Snow Job is featured in issue #20 of the series G.I. Joe Secret Missions. Along with Frostbite, Avalanche, and Wild Bill and Slip Stream for air support, Snow Job is part of a multi-national force investigating bizarre activity in the Arctic Circle near the Bering Strait. Snow Job personally destroys several manned Cobra vehicles.

==Animated series==
===Sunbow===
He first appeared in the G.I. Joe animated series in the mini-series "A Real American Hero", voiced by Rob Paulsen.

Snow Job had a major role in the episode "Haul Down the Heavens", in which he, Flint and Lady Jaye escort a group of scientists to the Arctic Circle to investigate abnormal behavior of the aurora borealis. There, a pursuit of a polar bear leads to Flint and Snow Job finding a Cobra base. While attempting to steal a Fang helicopter, Snow Job wrestles and defeats a Cobra Trooper, but is pricked by tranquilizer darts. While unconscious, Snow Job is saved by an indigenous man who takes him to his village. The man radios G.I. Joe headquarters, allowing Rip Cord to find him and restore him to health with a serum.

In "Iceberg Goes South", Snow Job accidentally destroys Wet-Suit's diving suit performance monitor. The two Joes are later sent to rescue Iceberg at Doctor Mindbender's nearby lab. Snow Job is captured, but Wet-Suit rescues him shortly after.

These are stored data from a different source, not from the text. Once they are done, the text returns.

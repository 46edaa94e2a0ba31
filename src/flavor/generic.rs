//! The `generic` flavor: the root flavor assumed before firmware
//! identification, and the fallback if no more specific flavor claims the
//! connected printer. Matching follows the common subset RepRap firmwares
//! agree on.

use std::collections::BTreeMap;

use itertools::Itertools;

use crate::command::{to_command, Command};
use crate::flavor::{
    Emitters, ErrorKind, Flavor, HomeArgs, MatchOutcome, MessageEntry, MessageName, MoveArgs,
    Payload, Policy,
};

fn match_ok(_line: &str, lower: &str) -> MatchOutcome {
    if lower == "ok" {
        MatchOutcome::Matched
    } else if lower.starts_with("ok ") || lower.starts_with("ok\t") {
        // Marlin's M105 reply (and its temperature autoreports) put the
        // report on the same line as the `ok`, e.g. "ok T:210 /210 B:60
        // /60": let a later entry also see the line for that payload.
        MatchOutcome::MatchedContinue
    } else {
        MatchOutcome::NoMatch
    }
}

fn match_wait(_line: &str, lower: &str) -> MatchOutcome {
    if lower == "wait" { MatchOutcome::Matched } else { MatchOutcome::NoMatch }
}

fn match_start(_line: &str, lower: &str) -> MatchOutcome {
    if lower == "start" { MatchOutcome::Matched } else { MatchOutcome::NoMatch }
}

fn match_resend(_line: &str, lower: &str) -> MatchOutcome {
    if lower.starts_with("resend:") || lower.starts_with("rs ") {
        MatchOutcome::Matched
    } else {
        MatchOutcome::NoMatch
    }
}

fn parse_resend(line: &str, lower: &str) -> Option<Payload> {
    let rest = if let Some(r) = lower.strip_prefix("resend:") {
        &line[line.len() - r.len()..]
    } else {
        line.strip_prefix("rs ").or_else(|| line.strip_prefix("RS "))?
    };
    let n: u64 = rest.trim().parse().ok()?;
    Some(Payload::Resend { line_number: n })
}

fn match_ignore_ok(_line: &str, lower: &str) -> MatchOutcome {
    if lower.starts_with("//action:ignore_ok") {
        MatchOutcome::Matched
    } else {
        MatchOutcome::NoMatch
    }
}

fn match_temperature(_line: &str, lower: &str) -> MatchOutcome {
    if (lower.contains("t:") || lower.starts_with("ok t:")) && lower.contains('/') {
        MatchOutcome::MatchedContinue
    } else {
        MatchOutcome::NoMatch
    }
}

/// Parses `T:23.4/0.0 B:22.1/0.0 T0:23.4/0.0` style temperature reports.
fn parse_temperature(line: &str, _lower: &str) -> Option<Payload> {
    // Some firmwares (Marlin) insert a space before the "/target" half of a
    // reading, e.g. "T:23.4 /0.0"; normalize that away before tokenizing.
    let normalized = line.replace(" /", "/");

    // A firmware occasionally echoes the active hotend as both `T:` and
    // `T0:` in the same report; keep the first (most specific) reading.
    let temps: Vec<(String, Option<f64>, Option<f64>)> = normalized
        .split_whitespace()
        .filter_map(|token| {
            let (label, vals) = token.split_once(':')?;
            let (actual_s, target_s) = vals.split_once('/')?;
            let actual: Option<f64> = actual_s.parse().ok();
            let target: Option<f64> = target_s.parse().ok();
            if actual.is_none() && target.is_none() {
                return None;
            }
            let key = match label {
                "T" => "T0".to_string(),
                "B" => "B".to_string(),
                other if other.starts_with('T') => other.to_string(),
                _ => return None,
            };
            Some((key, actual, target))
        })
        .unique_by(|(key, ..)| key.clone())
        .collect();

    if temps.is_empty() {
        return None;
    }

    let max_tool_num = temps
        .iter()
        .filter_map(|(key, ..)| key.strip_prefix('T').and_then(|n| n.parse::<u32>().ok()))
        .max()
        .unwrap_or(0);

    Some(Payload::Temperature { max_tool_num, temps, heatup_detected: false })
}

fn match_firmware_info(_line: &str, lower: &str) -> MatchOutcome {
    if lower.starts_with("firmware_name:") {
        MatchOutcome::Matched
    } else {
        MatchOutcome::NoMatch
    }
}

fn parse_firmware_info(line: &str, _lower: &str) -> Option<Payload> {
    let mut info = BTreeMap::new();
    let mut name = String::new();
    for (i, token) in line.split_whitespace().enumerate() {
        if let Some((key, val)) = token.split_once(':') {
            if key.eq_ignore_ascii_case("firmware_name") {
                name = val.to_string();
            }
            info.insert(key.to_string(), val.to_string());
        } else if i == 0 {
            continue;
        }
    }
    if name.is_empty() {
        return None;
    }
    Some(Payload::FirmwareInfo { name, info })
}

fn match_firmware_capability(_line: &str, lower: &str) -> MatchOutcome {
    if lower.starts_with("cap:") { MatchOutcome::Matched } else { MatchOutcome::NoMatch }
}

fn parse_firmware_capability(line: &str, _lower: &str) -> Option<Payload> {
    let rest = line.strip_prefix("Cap:").or_else(|| line.strip_prefix("CAP:"))?;
    let (cap, enabled) = rest.rsplit_once(':')?;
    let enabled = enabled.trim() == "1";
    Some(Payload::FirmwareCapability { cap: cap.to_string(), enabled })
}

fn match_sd_init_ok(_line: &str, lower: &str) -> MatchOutcome {
    if lower.starts_with("sd card ok") || lower.starts_with("sd card detected") {
        MatchOutcome::Matched
    } else {
        MatchOutcome::NoMatch
    }
}

fn match_sd_init_fail(_line: &str, lower: &str) -> MatchOutcome {
    if lower.starts_with("sd init fail") || lower.starts_with("volume.init failed") {
        MatchOutcome::Matched
    } else {
        MatchOutcome::NoMatch
    }
}

fn match_sd_begin_file_list(_line: &str, lower: &str) -> MatchOutcome {
    if lower.starts_with("begin file list") { MatchOutcome::Matched } else { MatchOutcome::NoMatch }
}

fn match_sd_end_file_list(_line: &str, lower: &str) -> MatchOutcome {
    if lower.starts_with("end file list") { MatchOutcome::Matched } else { MatchOutcome::NoMatch }
}

fn match_sd_file_opened(_line: &str, lower: &str) -> MatchOutcome {
    if lower.starts_with("file opened:") { MatchOutcome::Matched } else { MatchOutcome::NoMatch }
}

fn parse_sd_file_opened(line: &str, _lower: &str) -> Option<Payload> {
    let rest = line.strip_prefix("File opened:").or_else(|| line.strip_prefix("file opened:"))?;
    let (name, size_part) = rest.rsplit_once("Size:").or_else(|| rest.rsplit_once("size:"))?;
    let size: u64 = size_part.trim().parse().ok()?;
    Some(Payload::SdFileOpened { name: name.trim().to_string(), size })
}

fn match_sd_done_printing(_line: &str, lower: &str) -> MatchOutcome {
    if lower.starts_with("done printing file") { MatchOutcome::Matched } else { MatchOutcome::NoMatch }
}

fn match_sd_printing_byte(_line: &str, lower: &str) -> MatchOutcome {
    if lower.starts_with("sd printing byte") { MatchOutcome::Matched } else { MatchOutcome::NoMatch }
}

fn parse_sd_printing_byte(line: &str, _lower: &str) -> Option<Payload> {
    let rest = line.rsplit(' ').next()?;
    let (current_s, total_s) = rest.split_once('/')?;
    let current: u64 = current_s.trim().parse().ok()?;
    let total: u64 = total_s.trim().parse().ok()?;
    Some(Payload::SdPrintingByte { current, total })
}

fn match_error_linenumber(_line: &str, lower: &str) -> Option<ErrorKind> {
    if lower.contains("linenumber") || lower.contains("line number") {
        Some(ErrorKind::LineNumber)
    } else {
        None
    }
}

fn match_error_checksum(_line: &str, lower: &str) -> Option<ErrorKind> {
    if lower.contains("checksum") { Some(ErrorKind::Checksum) } else { None }
}

fn emit_hello() -> Option<Command> {
    // Ask for an identification report rather than reset line numbering
    // here; `set_line` is issued separately once the connection handshake
    // actually needs to (re)synchronize numbering.
    Some(to_command("M115", None, vec![]))
}

fn emit_set_line(n: u64) -> Command {
    to_command(format!("M110 N{n}"), None, vec![])
}

fn emit_move(args: MoveArgs) -> Command {
    let mut line = String::from("G1");
    if args.relative {
        line = "G91\nG1".to_string();
    }
    if let Some(x) = args.x {
        line.push_str(&format!(" X{x}"));
    }
    if let Some(y) = args.y {
        line.push_str(&format!(" Y{y}"));
    }
    if let Some(z) = args.z {
        line.push_str(&format!(" Z{z}"));
    }
    if let Some(e) = args.e {
        line.push_str(&format!(" E{e}"));
    }
    if let Some(f) = args.feedrate {
        line.push_str(&format!(" F{f}"));
    }
    to_command(line, None, vec![])
}

fn emit_home(args: HomeArgs) -> Command {
    let mut line = String::from("G28");
    if args.x {
        line.push_str(" X0");
    }
    if args.y {
        line.push_str(" Y0");
    }
    if args.z {
        line.push_str(" Z0");
    }
    to_command(line, None, vec![])
}

fn emit_get_temp() -> Command {
    to_command(
        "M105",
        Some(crate::command::CommandType::Named("temperature".into())),
        vec![],
    )
}

fn emit_emergency_stop() -> Command {
    to_command("M112", None, vec![])
}

fn emit_autoreport_temperature(interval: u32) -> Command {
    to_command(format!("M155 S{interval}"), None, vec![])
}

fn emit_autoreport_sd_status(interval: u32) -> Command {
    to_command(format!("M27 S{interval}"), None, vec![])
}

fn identifier(_name: &str, _info: &BTreeMap<String, String>) -> bool {
    // Generic never self-identifies; it's the fallback installed at
    // connect time and replaced only by a more specific flavor.
    false
}

pub fn flavor() -> Flavor {
    Flavor {
        key: "generic",
        identifier,
        messages: vec![
            MessageEntry { name: MessageName::CommOk, matcher: match_ok, parser: None },
            MessageEntry { name: MessageName::CommWait, matcher: match_wait, parser: None },
            MessageEntry { name: MessageName::CommStart, matcher: match_start, parser: None },
            MessageEntry {
                name: MessageName::CommResend,
                matcher: match_resend,
                parser: Some(parse_resend),
            },
            MessageEntry {
                name: MessageName::CommIgnoreOk,
                matcher: match_ignore_ok,
                parser: None,
            },
            MessageEntry {
                name: MessageName::Temperature,
                matcher: match_temperature,
                parser: Some(parse_temperature),
            },
            MessageEntry {
                name: MessageName::FirmwareInfo,
                matcher: match_firmware_info,
                parser: Some(parse_firmware_info),
            },
            MessageEntry {
                name: MessageName::FirmwareCapability,
                matcher: match_firmware_capability,
                parser: Some(parse_firmware_capability),
            },
            MessageEntry { name: MessageName::SdInitOk, matcher: match_sd_init_ok, parser: None },
            MessageEntry {
                name: MessageName::SdInitFail,
                matcher: match_sd_init_fail,
                parser: None,
            },
            MessageEntry {
                name: MessageName::SdBeginFileList,
                matcher: match_sd_begin_file_list,
                parser: None,
            },
            MessageEntry {
                name: MessageName::SdEndFileList,
                matcher: match_sd_end_file_list,
                parser: None,
            },
            MessageEntry {
                name: MessageName::SdFileOpened,
                matcher: match_sd_file_opened,
                parser: Some(parse_sd_file_opened),
            },
            MessageEntry {
                name: MessageName::SdDonePrinting,
                matcher: match_sd_done_printing,
                parser: None,
            },
            MessageEntry {
                name: MessageName::SdPrintingByte,
                matcher: match_sd_printing_byte,
                parser: Some(parse_sd_printing_byte),
            },
        ],
        errors: vec![
            (ErrorKind::LineNumber, match_error_linenumber),
            (ErrorKind::Checksum, match_error_checksum),
        ],
        emitters: Emitters {
            hello: Some(emit_hello),
            set_line: emit_set_line,
            move_cmd: emit_move,
            home: emit_home,
            get_temp: emit_get_temp,
            emergency_stop: emit_emergency_stop,
            autoreport_temperature: emit_autoreport_temperature,
            autoreport_sd_status: emit_autoreport_sd_status,
        },
        policy: Policy {
            checksum_requiring_commands: vec!["M110".into(), "M112".into()],
            long_running_commands: vec![
                "G4".into(),
                "M109".into(),
                "M190".into(),
                "M116".into(),
                "M400".into(),
            ],
            always_send_checksum: false,
            never_send_checksum: false,
            unknown_with_checksum: false,
            unknown_requires_ack: false,
        },
    }
}

#[cfg(test)]
mod tests {
    use super::*;

    #[test]
    fn matches_ok_and_resend() {
        let f = flavor();
        assert_eq!(
            f.dispatch_message("ok", "ok"),
            vec![(MessageName::CommOk, MatchOutcome::Matched, None)]
        );
        let matches = f.dispatch_message("Resend: 5", "resend: 5");
        let (name, _, payload) = matches.into_iter().next().unwrap();
        assert_eq!(name, MessageName::CommResend);
        assert_eq!(payload, Some(Payload::Resend { line_number: 5 }));
    }

    #[test]
    fn parses_temperature_report() {
        let f = flavor();
        let matches = f.dispatch_message("T:23.4 /0.0 B:22.1 /0.0", "t:23.4 /0.0 b:22.1 /0.0");
        let (name, _, payload) = matches.into_iter().next().unwrap();
        assert_eq!(name, MessageName::Temperature);
        assert!(matches!(payload, Some(Payload::Temperature { .. })));
    }

    #[test]
    fn parses_firmware_info() {
        let f = flavor();
        let matches = f.dispatch_message("FIRMWARE_NAME:Repetier", "firmware_name:repetier");
        let (name, _, payload) = matches.into_iter().next().unwrap();
        assert_eq!(name, MessageName::FirmwareInfo);
        assert!(matches!(payload, Some(Payload::FirmwareInfo { .. })));
    }

    #[test]
    fn ok_with_inline_temperature_report_dispatches_both() {
        // Marlin's M105 reply is literally an "ok" line with the
        // temperature report riding along on the same line.
        let f = flavor();
        let matches = f.dispatch_message(
            "ok T:210.0 /210.0 B:60.0 /60.0",
            "ok t:210.0 /210.0 b:60.0 /60.0",
        );
        let names: Vec<_> = matches.iter().map(|(name, ..)| *name).collect();
        assert_eq!(names, vec![MessageName::CommOk, MessageName::Temperature]);
    }
}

He was featured in one of the series' famous "And Knowing Is Half the Battle" Public Service Announcements, warning kids of the dangers of venturing out onto "frozen" ponds or lakes which may not be entirely frozen. He advises them to rescue a fellow kid by using something that may reach him.

===G.I. Joe: The Movie===
Snow Job also appeared briefly in the 1987 animated film G.I. Joe: The Movie. He participates in the first battle for the Broadcast Energy Transmitter (B.E.T.), and is part of Roadblock's unit of Joes who pursue Cobra afterwards. When they are defeated by the forces of Cobra-La, Snow Job attempts to escape in his H.A.V.O.C., but is captured along with the other Joes.

===Renegades===
Snow Job appears in the G.I. Joe: Renegades episode "White Out", voiced by Nolan North. Harlan Moore is an old war pal of Tunnel Rat who lives alone in an isolated area in Canada. He earned his nickname for his tendency to trick his friends into schemes and is good at playing poker. He allows G.I. Joe to stay with him for the night, but is very cold to them. Tunnel Rat explains to the Joes that in the past, he, Snow Job and Frostbite were in an arctic warfare unit and good friends; Snow Job always engaged in pleasurable activities, even bending the rules at times, including going on an unsanctioned skiing trip which led to an avalanche burying Frostbite (who presumably died). Following the ski trip, Snow Job was transferred to another group as a punishment and left the Army. He is still disappointed and suffering from survivor guilt in the present. Snow Job ends up assisting the Joes in their fight against Storm Shadow and the Shadow Vipers, even blowing up his own house in order to let the Joes escape. He survives and escapes with them. Snow Job eventually leaves for another location with his new pet wolf, Timber.

==Video games==
Snow Job is one of the featured characters in the 1985 G.I. Joe: A Real American Hero computer game. He appears as a non-playable supporting character in the 2009 video game G.I. Joe: The Rise of Cobra.

==Other media==
- A parody of Snow Job appears in the Robot Chicken episode "Day at the Circus", voiced by Seth Green. When Flint, Gung-Ho, and Roadblock go to fight in the jungle, Snow Job was left behind since his outfit would make him a shootable target. He then gets a call from Swiss President Samuel Smith that the Swiss Alps are overrun with Yetis and Snow Job goes there only to turn out to be a prank by the other G.I. Joe members and Samuel Smith. Flint, Gung-Ho, and Roadblock later apologize to him for that prank and he ends up with a mission to shovel snow outside their base. In the episode "More Blood, More Chocolate", Snow Job commented that he was okay with the cold during the hockey tournament in the North Pole in the "Inside the Battlefield" segment that revolved around G.I. Joe's fight for the Weather Dominator.